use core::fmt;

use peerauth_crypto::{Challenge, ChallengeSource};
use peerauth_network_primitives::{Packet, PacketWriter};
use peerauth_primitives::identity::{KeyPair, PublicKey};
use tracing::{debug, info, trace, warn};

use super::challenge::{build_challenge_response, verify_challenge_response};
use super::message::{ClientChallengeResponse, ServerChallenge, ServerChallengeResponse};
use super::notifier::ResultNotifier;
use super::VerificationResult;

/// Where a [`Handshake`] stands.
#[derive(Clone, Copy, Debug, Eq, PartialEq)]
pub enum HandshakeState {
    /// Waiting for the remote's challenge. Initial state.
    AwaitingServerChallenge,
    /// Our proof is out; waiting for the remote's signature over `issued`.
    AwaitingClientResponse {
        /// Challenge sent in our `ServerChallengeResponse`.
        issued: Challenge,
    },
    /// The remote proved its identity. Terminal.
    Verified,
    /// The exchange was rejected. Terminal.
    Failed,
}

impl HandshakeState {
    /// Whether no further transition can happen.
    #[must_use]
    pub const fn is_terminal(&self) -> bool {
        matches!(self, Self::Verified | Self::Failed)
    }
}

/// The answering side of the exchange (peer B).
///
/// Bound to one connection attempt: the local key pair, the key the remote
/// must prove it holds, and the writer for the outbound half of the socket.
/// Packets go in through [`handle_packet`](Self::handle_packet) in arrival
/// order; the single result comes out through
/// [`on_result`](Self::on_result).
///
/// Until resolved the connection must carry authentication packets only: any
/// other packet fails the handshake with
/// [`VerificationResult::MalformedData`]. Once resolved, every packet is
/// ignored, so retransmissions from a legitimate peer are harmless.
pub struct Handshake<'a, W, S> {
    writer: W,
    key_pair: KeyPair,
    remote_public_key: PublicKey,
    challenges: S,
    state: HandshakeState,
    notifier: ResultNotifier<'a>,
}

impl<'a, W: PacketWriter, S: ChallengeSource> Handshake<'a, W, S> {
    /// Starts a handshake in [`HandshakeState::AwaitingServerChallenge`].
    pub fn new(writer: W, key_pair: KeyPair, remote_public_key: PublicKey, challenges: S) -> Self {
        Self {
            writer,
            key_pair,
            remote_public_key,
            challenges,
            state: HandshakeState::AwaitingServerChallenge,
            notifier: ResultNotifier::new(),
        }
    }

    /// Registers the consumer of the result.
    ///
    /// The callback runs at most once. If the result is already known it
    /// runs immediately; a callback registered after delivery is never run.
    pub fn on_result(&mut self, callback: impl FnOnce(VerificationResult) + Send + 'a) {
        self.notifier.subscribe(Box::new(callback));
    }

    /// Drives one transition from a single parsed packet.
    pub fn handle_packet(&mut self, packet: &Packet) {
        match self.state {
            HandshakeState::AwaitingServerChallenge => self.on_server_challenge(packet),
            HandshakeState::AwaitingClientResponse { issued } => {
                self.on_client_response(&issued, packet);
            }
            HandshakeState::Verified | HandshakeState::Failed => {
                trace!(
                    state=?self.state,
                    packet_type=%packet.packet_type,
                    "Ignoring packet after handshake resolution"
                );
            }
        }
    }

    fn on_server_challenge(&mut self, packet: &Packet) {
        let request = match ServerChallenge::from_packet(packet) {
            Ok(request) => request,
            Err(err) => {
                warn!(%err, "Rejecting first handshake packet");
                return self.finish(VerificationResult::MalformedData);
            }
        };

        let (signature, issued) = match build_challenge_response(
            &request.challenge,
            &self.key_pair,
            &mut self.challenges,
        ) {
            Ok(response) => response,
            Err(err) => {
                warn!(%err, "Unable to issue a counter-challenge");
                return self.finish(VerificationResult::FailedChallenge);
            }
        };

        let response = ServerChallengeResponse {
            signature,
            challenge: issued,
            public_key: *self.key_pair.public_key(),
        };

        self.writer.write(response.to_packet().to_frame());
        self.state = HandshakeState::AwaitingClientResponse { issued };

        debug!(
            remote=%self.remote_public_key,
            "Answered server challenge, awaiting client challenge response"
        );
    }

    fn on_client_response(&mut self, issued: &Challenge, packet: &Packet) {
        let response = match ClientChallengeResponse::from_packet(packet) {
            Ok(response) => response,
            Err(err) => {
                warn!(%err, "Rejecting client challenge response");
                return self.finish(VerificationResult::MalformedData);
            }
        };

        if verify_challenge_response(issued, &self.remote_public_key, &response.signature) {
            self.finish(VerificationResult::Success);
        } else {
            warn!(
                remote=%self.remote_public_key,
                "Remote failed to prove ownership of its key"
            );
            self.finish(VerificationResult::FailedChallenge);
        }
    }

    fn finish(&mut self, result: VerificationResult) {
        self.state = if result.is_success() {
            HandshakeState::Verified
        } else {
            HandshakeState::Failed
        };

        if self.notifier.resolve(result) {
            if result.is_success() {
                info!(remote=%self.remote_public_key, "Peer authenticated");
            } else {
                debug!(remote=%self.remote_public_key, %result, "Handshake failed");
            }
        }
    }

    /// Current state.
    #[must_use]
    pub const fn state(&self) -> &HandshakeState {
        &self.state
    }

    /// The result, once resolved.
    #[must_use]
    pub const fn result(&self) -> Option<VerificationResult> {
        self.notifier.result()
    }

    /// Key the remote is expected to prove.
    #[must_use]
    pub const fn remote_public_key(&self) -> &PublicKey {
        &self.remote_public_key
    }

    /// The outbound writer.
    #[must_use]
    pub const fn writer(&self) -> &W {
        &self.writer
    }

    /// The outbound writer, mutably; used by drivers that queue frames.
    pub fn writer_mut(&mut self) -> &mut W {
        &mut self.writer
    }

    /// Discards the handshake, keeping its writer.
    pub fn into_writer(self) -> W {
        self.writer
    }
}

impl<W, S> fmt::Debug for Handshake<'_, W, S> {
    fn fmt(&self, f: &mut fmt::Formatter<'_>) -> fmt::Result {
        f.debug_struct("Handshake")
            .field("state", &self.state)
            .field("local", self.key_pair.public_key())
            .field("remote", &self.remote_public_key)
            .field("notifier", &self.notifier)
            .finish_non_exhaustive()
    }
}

§ §

* **EXERCISE INSTRUCTIONS**: Filter the records above for the string "Rejecting" and copy each matching line.

* **RESULT OF THIS EXERCISE**:
                warn!(%err, "Rejecting first handshake packet");
                warn!(%err, "Rejecting client challenge response");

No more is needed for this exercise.